Graciela viaja y se apropia del mundo ancho, y en La Habana, Lima, Quito, Panamá, París, Alemania, Moscú, Argentina, Tokio, Estocolmo, Madagascar, España, perfecciona sus visiones. No hace falta decirlo: en este fin de siglo lo planetario tiende a unificarse, y lo peculiar depende con gran frecuencia de lo inesperado...

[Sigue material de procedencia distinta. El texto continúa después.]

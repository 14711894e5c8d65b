use smallvec::SmallVec;

use crate::error::SolveError;
use crate::gates::Gates;
use crate::raster::Raster;

/// Index of a node in the graph arena.
pub type NodeId = usize;

/// One open pixel of the maze.
///
/// Adjacency is an unordered, duplicate-free set of arena ids. On a
/// 4-connected grid a node never has more than four neighbours, so the set
/// lives inline.
#[derive(Debug)]
pub struct Node {
    pixel: usize,
    adj: SmallVec<[NodeId; 4]>,
}

impl Node {
    pub fn pixel(&self) -> usize {
        self.pixel
    }

    pub fn degree(&self) -> usize {
        self.adj.len()
    }

    pub fn neighbors(&self) -> &[NodeId] {
        &self.adj
    }
}

/// The maze as a graph: a dense arena of nodes plus a pixel → node index.
///
/// The arena exclusively owns its nodes; everything else refers to them by
/// [`NodeId`]. Adjacency is symmetric at all times — both directions of an
/// edge are inserted and removed in the same operation.
#[derive(Debug)]
pub struct Graph {
    nodes: Vec<Node>,
    pixel_index: Vec<Option<NodeId>>,
    start: NodeId,
    end: NodeId,
}

impl Graph {
    /// Build the graph for every open pixel of the maze.
    ///
    /// Interior pixels are wired to their open left and top neighbours, so
    /// each adjacent pair is considered exactly once. The border holds no
    /// open pixels other than the gates: the start gate is wired when the
    /// interior pixel below it checks its top neighbour, and the end gate is
    /// wired here to the open pixel directly above it.
    pub fn build<M: Raster>(maze: &M, gates: &Gates) -> Result<Self, SolveError> {
        let open_pixels = (0..maze.pixels()).filter(|&p| maze.is_open(p)).count();

        let mut nodes = Vec::new();
        nodes.try_reserve(open_pixels)?;

        let mut pixel_index = Vec::new();
        pixel_index.try_reserve(maze.pixels())?;
        pixel_index.resize(maze.pixels(), None);

        for pixel in 0..maze.pixels() {
            if maze.is_open(pixel) {
                pixel_index[pixel] = Some(nodes.len());
                nodes.push(Node {
                    pixel,
                    adj: SmallVec::new(),
                });
            }
        }

        log::debug!("graph: {open_pixels} open pixels out of {}", maze.pixels());

        let start = pixel_index[gates.start].expect("start gate pixel is open");
        let end = pixel_index[gates.end].expect("end gate pixel is open");

        let mut graph = Self {
            nodes,
            pixel_index,
            start,
            end,
        };

        let width = maze.width();

        for row in 1..maze.height() - 1 {
            for col in 1..width - 1 {
                let pixel = row * width + col;

                if !maze.is_open(pixel) {
                    continue;
                }

                let left = pixel - 1;
                let top = pixel - width;

                if maze.is_open(left) {
                    graph.add_edge_between(pixel, left);
                }
                if maze.is_open(top) {
                    graph.add_edge_between(pixel, top);
                }
            }
        }

        // The end gate sits in the bottom border row, outside the loop above;
        // its only candidate neighbour is the pixel directly above it.
        if gates.end >= width {
            let above = gates.end - width;
            if maze.is_open(above) {
                graph.add_edge_between(gates.end, above);
            }
        }

        Ok(graph)
    }

    fn add_edge_between(&mut self, pixel_a: usize, pixel_b: usize) {
        let a = self.pixel_index[pixel_a].expect("open pixel has a node");
        let b = self.pixel_index[pixel_b].expect("open pixel has a node");
        self.add_edge(a, b);
    }

    /// Insert the symmetric edge `a <-> b`.
    pub fn add_edge(&mut self, a: NodeId, b: NodeId) {
        debug_assert_ne!(a, b);
        debug_assert!(!self.nodes[a].adj.contains(&b));

        self.nodes[a].adj.push(b);
        self.nodes[b].adj.push(a);
    }

    /// Remove the symmetric edge `a <-> b`, if present.
    pub fn remove_edge(&mut self, a: NodeId, b: NodeId) {
        if let Some(pos) = self.nodes[a].adj.iter().position(|&n| n == b) {
            self.nodes[a].adj.swap_remove(pos);
        }
        if let Some(pos) = self.nodes[b].adj.iter().position(|&n| n == a) {
            self.nodes[b].adj.swap_remove(pos);
        }
    }

    pub fn len(&self) -> usize {
        self.nodes.len()
    }

    pub fn is_empty(&self) -> bool {
        self.nodes.is_empty()
    }

    pub fn ids(&self) -> std::ops::Range<NodeId> {
        0..self.nodes.len()
    }

    pub fn node(&self, id: NodeId) -> &Node {
        &self.nodes[id]
    }

    pub fn node_at(&self, pixel: usize) -> Option<NodeId> {
        self.pixel_index[pixel]
    }

    /// Arena id of the start gate's node.
    pub fn start(&self) -> NodeId {
        self.start
    }

    /// Arena id of the end gate's node.
    pub fn end(&self) -> NodeId {
        self.end
    }

    pub fn is_gate(&self, id: NodeId) -> bool {
        id == self.start || id == self.end
    }
}

#[cfg(test)]
pub(crate) mod test {
    use super::*;
    use crate::gates::locate_gates;
    use crate::raster::GridRaster;

    pub(crate) fn build_graph(text: &str) -> (GridRaster, Gates, Graph) {
        let maze: GridRaster = text.parse().unwrap();
        let gates = locate_gates(&maze).unwrap();
        let graph = Graph::build(&maze, &gates).unwrap();
        (maze, gates, graph)
    }

    pub(crate) fn assert_symmetric(graph: &Graph) {
        for a in graph.ids() {
            for &b in graph.node(a).neighbors() {
                assert!(
                    graph.node(b).neighbors().contains(&a),
                    "edge {a} -> {b} has no mirror"
                );
            }
        }
    }

    #[test]
    fn every_open_pixel_gets_a_node() {
        let (maze, _, graph) = build_graph(
            "\
X XXX
X   X
XXX X",
        );

        assert_eq!(graph.len(), 5);
        for pixel in [1, 6, 7, 8, 13] {
            assert!(graph.node_at(pixel).is_some());
        }
        assert_eq!(graph.node_at(0), None);
        assert_eq!(maze.pixels(), 15);
    }

    #[test]
    fn adjacency_is_symmetric_and_duplicate_free() {
        let (_, _, graph) = build_graph(
            "\
X XXX
X   X
X   X
XXX X",
        );

        assert_symmetric(&graph);

        for id in graph.ids() {
            let mut adj: Vec<_> = graph.node(id).neighbors().to_vec();
            adj.sort_unstable();
            adj.dedup();
            assert_eq!(adj.len(), graph.node(id).degree());
        }
    }

    #[test]
    fn gates_are_wired_to_their_interior_neighbours() {
        let (_, gates, graph) = build_graph(
            "\
X XXX
X   X
XXX X",
        );

        let start = graph.node_at(gates.start).unwrap();
        let below = graph.node_at(gates.start + 5).unwrap();
        assert_eq!(graph.node(start).neighbors(), &[below]);

        let end = graph.node_at(gates.end).unwrap();
        let above = graph.node_at(gates.end - 5).unwrap();
        assert_eq!(graph.node(end).neighbors(), &[above]);
    }

    #[test]
    fn walled_off_end_gate_stays_isolated() {
        let (_, _, graph) = build_graph(
            "\
X XXX
X  XX
XXX X",
        );

        assert_eq!(graph.node(graph.end()).degree(), 0);
    }

    #[test]
    fn remove_edge_shrinks_both_endpoints() {
        let (_, _, graph) = build_graph(
            "\
X XXX
X   X
XXX X",
        );
        let mut graph = graph;

        let a = graph.node_at(6).unwrap();
        let b = graph.node_at(7).unwrap();

        graph.remove_edge(a, b);

        assert!(!graph.node(a).neighbors().contains(&b));
        assert!(!graph.node(b).neighbors().contains(&a));
        assert_symmetric(&graph);
    }
}
use std::collections::VecDeque;

use crate::error::SolveError;
use crate::graph::{Graph, NodeId};

/// Iteratively detach degree-1 non-gate nodes from the graph.
///
/// A dead end can never lie on a simple path between two other nodes, so
/// removing it leaves every gate-to-gate distance intact while shrinking the
/// search frontier — long blind corridors collapse entirely. Gate nodes are
/// never enqueued or detached, whatever their degree.
///
/// Returns the number of nodes that had their last edge removed.
pub fn prune_dead_ends(graph: &mut Graph) -> Result<usize, SolveError> {
    let mut worklist: VecDeque<NodeId> = VecDeque::new();
    // A node enters the worklist at most once: either seeded at degree 1, or
    // enqueued the single time its degree drops to 1.
    worklist.try_reserve(graph.len())?;

    for id in graph.ids() {
        if graph.node(id).degree() == 1 && !graph.is_gate(id) {
            worklist.push_back(id);
        }
    }

    let mut pruned = 0;

    while let Some(id) = worklist.pop_front() {
        debug_assert!(!graph.is_gate(id));

        // Degree already 0: the only neighbour was pruned through another
        // worklist path, nothing left to do.
        let Some(&neighbour) = graph.node(id).neighbors().first() else {
            continue;
        };

        graph.remove_edge(id, neighbour);
        pruned += 1;

        if graph.node(neighbour).degree() == 1 && !graph.is_gate(neighbour) {
            worklist.push_back(neighbour);
        }
    }

    log::debug!("pruned {pruned} dead-end nodes");

    Ok(pruned)
}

...Entre las diversas atmósferas que atraen a Graciela, una recurrente es la del carnaval, los días de permiso de las sociedades con vocación licenciosa. Graciela localiza el carnaval donde ocurre explícitamente, y allí donde se filtra pese a todo. Lo carnavalesco: las confusiones entre máscara y rostro, entre baile y desfile litúrgico, entre pérdida de los sentidos y adquisición del humor...

¿ Y qué es poesía? ¿ Y tú, qué ves estas fotos, me lo preguntas?

Graciela se ocupa de lo que de modo contínuo se desvanece (Cartier-Bresson), y de lo que en principio puede ser tema lírico. Pero no hallo en su obra la "foto-poesía" que Diego Rivera y Xavier Villaurrutia le adjudicaron a Manuel Álvarez Bravo...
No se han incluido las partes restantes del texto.